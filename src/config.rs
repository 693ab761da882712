//! Client configuration.

use crate::error::ClientError;

/// Default bound on concurrent invocation callbacks.
pub const DEFAULT_MAX_INFLIGHT_INVOCATIONS: usize = 64;

/// Per-connection configuration. Construct directly, via the builders, or
/// from environment variables.
#[derive(Clone, Debug, PartialEq, Eq)]
pub struct ClientConfig {
    /// Base hub URL, e.g. `https://host/hub`.
    pub url: String,
    /// Optional bearer credential for negotiation and the socket upgrade.
    pub access_token: Option<String>,
    /// Bound on concurrent invocation callbacks; saturation rejects.
    pub max_inflight_invocations: usize,
}

impl ClientConfig {
    #[must_use]
    pub fn new(url: impl Into<String>) -> Self {
        Self {
            url: url.into(),
            access_token: None,
            max_inflight_invocations: DEFAULT_MAX_INFLIGHT_INVOCATIONS,
        }
    }

    #[must_use]
    pub fn with_access_token(mut self, token: impl Into<String>) -> Self {
        self.access_token = Some(token.into());
        self
    }

    #[must_use]
    pub fn with_max_inflight_invocations(mut self, bound: usize) -> Self {
        self.max_inflight_invocations = bound;
        self
    }

    /// Build config from environment variables.
    ///
    /// Required:
    /// - `HUBLINK_URL`: base hub URL
    ///
    /// Optional:
    /// - `HUBLINK_ACCESS_TOKEN`: bearer credential
    /// - `HUBLINK_MAX_INFLIGHT_INVOCATIONS`: default 64
    ///
    /// # Errors
    ///
    /// [`ClientError::Config`] when `HUBLINK_URL` is unset.
    pub fn from_env() -> Result<Self, ClientError> {
        let url = std::env::var("HUBLINK_URL")
            .map_err(|_| ClientError::Config("HUBLINK_URL is required".into()))?;

        Ok(Self {
            url,
            access_token: std::env::var("HUBLINK_ACCESS_TOKEN").ok(),
            max_inflight_invocations: env_parse(
                "HUBLINK_MAX_INFLIGHT_INVOCATIONS",
                DEFAULT_MAX_INFLIGHT_INVOCATIONS,
            ),
        })
    }
}

fn env_parse<T>(key: &str, default: T) -> T
where
    T: std::str::FromStr + Copy,
{
    std::env::var(key)
        .ok()
        .and_then(|v| v.parse::<T>().ok())
        .unwrap_or(default)
}

#[cfg(test)]
#[path = "config_test.rs"]
mod tests;
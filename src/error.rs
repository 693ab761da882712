//! Client error taxonomy.
//!
//! DESIGN
//! ======
//! One flat enum for the whole crate. Every operation returns its error
//! synchronously to the caller; nothing is retried internally. Reconnection,
//! backoff, and retry policy live above this crate.

use crate::client::ConnectionPhase;
use crate::transport::TransportError;

#[derive(Debug, thiserror::Error)]
pub enum ClientError {
    /// The negotiate HTTP request failed at the transport level
    /// (DNS, TCP, TLS, timeout).
    #[error("negotiation request failed: {0}")]
    NegotiationTransport(#[source] reqwest::Error),

    /// The negotiate response body could not be deserialized.
    #[error("negotiation returned an unreadable body: {0}")]
    NegotiationProtocol(#[source] reqwest::Error),

    /// The negotiate response deserialized cleanly but carried a non-empty
    /// `error` field. Raised by [`crate::client::HubConnection::start`], not
    /// by the negotiator itself.
    #[error("server rejected negotiation: {0}")]
    NegotiationRejected(String),

    /// The base URL does not use a scheme the socket target can be derived
    /// from (`http`, `https`, `ws`, `wss`).
    #[error("invalid base URL: {0}")]
    InvalidBaseUrl(String),

    /// The bearer credential cannot be encoded as an HTTP header value.
    #[error("invalid header value: {0}")]
    InvalidHeader(#[from] tokio_tungstenite::tungstenite::http::header::InvalidHeaderValue),

    /// Opening the websocket failed. No handshake was attempted.
    #[error("websocket connect failed: {0}")]
    ConnectionEstablishment(#[source] TransportError),

    /// The server answered the protocol handshake with a non-empty error.
    #[error("handshake rejected by server: {0}")]
    HandshakeFailed(String),

    /// A frame did not end with the 0x1E record separator.
    #[error("frame missing record separator")]
    Framing,

    /// A frame payload was not well-formed JSON (distinct from a well-formed
    /// payload with an unknown `type` discriminant, which is non-fatal).
    #[error("malformed message payload: {0}")]
    MessageDecode(#[from] serde_json::Error),

    /// The operation is not legal in the connection's current phase.
    #[error("{op} is not legal while {phase:?}")]
    InvalidState {
        op: &'static str,
        phase: ConnectionPhase,
    },

    /// A physical read on the socket failed.
    #[error("transport read failed: {0}")]
    TransportRead(#[source] TransportError),

    /// A physical write on the socket failed.
    #[error("transport write failed: {0}")]
    TransportWrite(#[source] TransportError),

    /// The invocation callback concurrency bound is saturated. Backpressure
    /// policy is reject: the frame was decoded but the callback was not run.
    #[error("invocation callback limit reached ({limit} in flight)")]
    InvocationQueueFull { limit: usize },

    /// Configuration could not be read from the environment.
    #[error("invalid configuration: {0}")]
    Config(String),
}
//! Utility helpers shared by the server and the client.
//!
//! - [`timestamp`] - The fixed `yyyy-MM-dd HH:mm:ss` wire format for hit timestamps

pub mod timestamp;
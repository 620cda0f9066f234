//! Hit log repository implementations.
//!
//! # Repositories
//!
//! - [`PgHitRepository`] - PostgreSQL-backed durable log
//! - [`MemoryHitRepository`] - Process-local log for development and tests

pub mod memory_hit_repository;
pub mod pg_hit_repository;

pub use memory_hit_repository::MemoryHitRepository;
pub use pg_hit_repository::PgHitRepository;
//! HTTP server initialization and runtime setup.
//!
//! Handles hit store selection, database connections, and Axum server lifecycle.

use crate::config::{Config, StoreKind};
use crate::domain::repositories::HitRepository;
use crate::infrastructure::persistence::{MemoryHitRepository, PgHitRepository};
use crate::routes::app_router;
use crate::state::AppState;

use anyhow::{Context, Result};
use axum::ServiceExt;
use axum::extract::Request;
use sqlx::PgPool;
use sqlx::postgres::PgPoolOptions;
use std::net::SocketAddr;
use std::sync::Arc;
use std::time::Duration;
use tokio_retry::Retry;
use tokio_retry::strategy::{ExponentialBackoff, jitter};

/// Runs the HTTP server with the given configuration.
///
/// Initializes:
/// - The configured hit store (PostgreSQL pool + migrations, or in-memory log)
/// - Axum HTTP server with graceful shutdown on Ctrl+C / SIGTERM
///
/// # Errors
///
/// Returns an error if:
/// - Database connection or migration fails
/// - Server bind fails
/// - Server runtime error occurs
pub async fn run(config: Config) -> Result<()> {
    let repository = build_repository(&config).await?;

    let state = AppState::new(repository);
    let app = app_router(state);

    let addr: SocketAddr = config
        .listen_addr
        .parse()
        .with_context(|| format!("Invalid listen address '{}'", config.listen_addr))?;
    let listener = tokio::net::TcpListener::bind(addr).await?;
    tracing::info!("Listening on http://{addr}");

    axum::serve(
        listener,
        ServiceExt::<Request>::into_make_service_with_connect_info::<SocketAddr>(app),
    )
    .with_graceful_shutdown(shutdown_signal())
    .await?;

    tracing::info!("Server stopped");
    Ok(())
}

/// Builds the hit store selected by `HIT_STORE`.
async fn build_repository(config: &Config) -> Result<Arc<dyn HitRepository>> {
    match config.store {
        StoreKind::Memory => {
            tracing::warn!("Using in-memory hit store; hits are lost on restart");
            Ok(Arc::new(MemoryHitRepository::new()))
        }
        StoreKind::Postgres => {
            let pool = connect_pool(config).await?;
            tracing::info!("Connected to database");

            sqlx::migrate!("./migrations")
                .run(&pool)
                .await
                .context("Failed to run migrations")?;
            tracing::info!("Migrations applied");

            Ok(Arc::new(PgHitRepository::new(Arc::new(pool))))
        }
    }
}

/// Connects the PostgreSQL pool, retrying with exponential backoff so the
/// service can start before the database is ready.
async fn connect_pool(config: &Config) -> Result<PgPool> {
    let url = config
        .database_url
        .as_deref()
        .context("DATABASE_URL is required when HIT_STORE=postgres")?;

    let options = PgPoolOptions::new()
        .max_connections(config.db_max_connections)
        .acquire_timeout(Duration::from_secs(config.db_connect_timeout))
        .idle_timeout(Duration::from_secs(config.db_idle_timeout))
        .max_lifetime(Duration::from_secs(config.db_max_lifetime));

    let strategy = ExponentialBackoff::from_millis(200)
        .max_delay(Duration::from_secs(5))
        .map(jitter)
        .take(config.db_connect_attempts.saturating_sub(1));

    Retry::spawn(strategy, || {
        let options = options.clone();
        async move {
            options.connect(url).await.inspect_err(|e| {
                tracing::warn!("Database connection attempt failed: {}", e);
            })
        }
    })
    .await
    .context("Failed to connect to database")
}

/// Resolves when the process receives Ctrl+C or SIGTERM.
async fn shutdown_signal() {
    let ctrl_c = async {
        if let Err(e) = tokio::signal::ctrl_c().await {
            tracing::error!("Failed to listen for Ctrl+C: {}", e);
        }
    };

    #[cfg(unix)]
    let terminate = async {
        match tokio::signal::unix::signal(tokio::signal::unix::SignalKind::terminate()) {
            Ok(mut signal) => {
                signal.recv().await;
            }
            Err(e) => tracing::error!("Failed to listen for SIGTERM: {}", e),
        }
    };

    #[cfg(not(unix))]
    let terminate = std::future::pending::<()>();

    tokio::select! {
        _ = ctrl_c => {},
        _ = terminate => {},
    }

    tracing::info!("Shutdown signal received");
}
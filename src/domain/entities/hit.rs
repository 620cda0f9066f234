//! Hit entity representing a single recorded visit.

use chrono::NaiveDateTime;

/// A visit recorded against an application URI.
///
/// Hits form an append-only log: once persisted they are never updated or
/// deleted. The `ip` is stored exactly as supplied by the caller and is only
/// used to count distinct visitors.
#[derive(Debug, Clone, PartialEq, Eq)]
pub struct Hit {
    pub id: i64,
    pub app: String,
    pub uri: String,
    pub ip: String,
    pub timestamp: NaiveDateTime,
}

impl Hit {
    /// Creates a new Hit instance.
    pub fn new(id: i64, app: String, uri: String, ip: String, timestamp: NaiveDateTime) -> Self {
        Self {
            id,
            app,
            uri,
            ip,
            timestamp,
        }
    }
}

/// Input data for appending a hit to the log.
///
/// By the time a `NewHit` reaches a repository the timestamp has been
/// resolved; the service layer assigns the current time when the caller
/// omitted it.
#[derive(Debug, Clone, PartialEq, Eq)]
pub struct NewHit {
    pub app: String,
    pub uri: String,
    pub ip: String,
    pub timestamp: NaiveDateTime,
}

impl NewHit {
    /// Turns the input into a stored hit carrying the assigned identity.
    pub fn into_hit(self, id: i64) -> Hit {
        Hit::new(id, self.app, self.uri, self.ip, self.timestamp)
    }
}
//! Application layer services implementing business logic.
//!
//! Services consume repository traits and provide a clean API for HTTP
//! handlers and the admin tool.
//!
//! # Available Services
//!
//! - [`services::hit_service::HitService`] - Hit recording and windowed aggregation

pub mod services;
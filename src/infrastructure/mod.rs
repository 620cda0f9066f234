//! Infrastructure layer for external integrations.
//!
//! This layer implements interfaces defined by the domain layer.
//!
//! # Modules
//!
//! - [`persistence`] - Hit log implementations (PostgreSQL and in-memory)

pub mod persistence;
//! REST API layer for HTTP request/response handling.
//!
//! This layer translates HTTP requests into hit service operations and formats
//! responses according to the wire protocol.
//!
//! # Modules
//!
//! - [`dto`] - Data Transfer Objects shared with the client
//! - [`handlers`] - HTTP request handlers
//! - [`middleware`] - Request logging middleware
//! - [`routes`] - Route configuration

pub mod dto;
pub mod handlers;
pub mod middleware;
pub mod routes;
//! Client for the hit stats service.
//!
//! Consuming applications record views and read view counts through this
//! module. Every public operation is failure-opaque: transport errors,
//! non-2xx responses and malformed bodies are logged and turned into an empty
//! result (`0`, an empty list, `false`, or nothing for fire-and-forget calls).
//! Losing a view is acceptable; failing the caller's request is not.
//!
//! # Components
//!
//! - [`StatsClient`] - Capability trait used by callers and mocked in tests
//! - [`HttpStatsClient`] - The HTTP adapter built on `reqwest`
//! - [`ViewTracker`] - Event-oriented helpers (`/events/{id}` URIs, view counts)
//! - [`StatsClientConfig`] - Base URL and timeout
//!
//! # Example
//!
//! ```rust,ignore
//! let client = HttpStatsClient::new(&StatsClientConfig::from_env())?;
//! let tracker = ViewTracker::new(Arc::new(client));
//!
//! tracker.record_event_view("ewm-main-service", 42, "192.168.0.7").await;
//! let views = tracker.get_view_count(42, None).await;
//! ```

mod config;
mod error;
mod http;
mod tracker;

pub use config::StatsClientConfig;
pub use error::ClientError;
pub use http::HttpStatsClient;
pub use tracker::{EVENTS_URI, ViewTracker, event_uri};

use async_trait::async_trait;
use chrono::NaiveDateTime;

use crate::domain::entities::StatEntry;

/// Operations a consuming application can perform against the stats service.
///
/// None of the methods return errors. Implementations must log failures and
/// return the documented default instead.
#[cfg_attr(test, mockall::automock)]
#[async_trait]
pub trait StatsClient: Send + Sync {
    /// Records a hit stamped with the current time. Failures are logged and dropped.
    async fn record_hit(&self, app: &str, uri: &str, ip: &str);

    /// Fetches grouped counts for the window.
    ///
    /// Returns an empty list on any failure. `unique = None` leaves the
    /// server default (`false`) in place.
    async fn get_stats(
        &self,
        start: NaiveDateTime,
        end: NaiveDateTime,
        uris: Option<Vec<String>>,
        unique: Option<bool>,
    ) -> Vec<StatEntry>;

    /// Returns the `hits` of the first returned entry whose URI equals `uri`.
    ///
    /// Returns `0` when no entry matches or on any failure.
    async fn get_views_for_uri(
        &self,
        uri: &str,
        start: NaiveDateTime,
        end: NaiveDateTime,
        unique: bool,
    ) -> i64;

    /// Probes `GET /health`; `true` only for a 2xx response.
    async fn is_available(&self) -> bool;
}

================

--- INSTRUCTIONS FOR THE TASK ---
Your task is to quote, without any alteration, the lines running from the top of the records to the line that holds "pub struct ClientConfig", both included.

--- RESULT BELOW ---
filename src/config.rs
repository 693ab761da882712
//! Client configuration.

use crate::error::ClientError;

/// Default bound on concurrent invocation callbacks.
pub const DEFAULT_MAX_INFLIGHT_INVOCATIONS: usize = 64;

/// Per-connection configuration. Construct directly, via the builders, or
/// from environment variables.
#[derive(Clone, Debug, PartialEq, Eq)]
pub struct ClientConfig {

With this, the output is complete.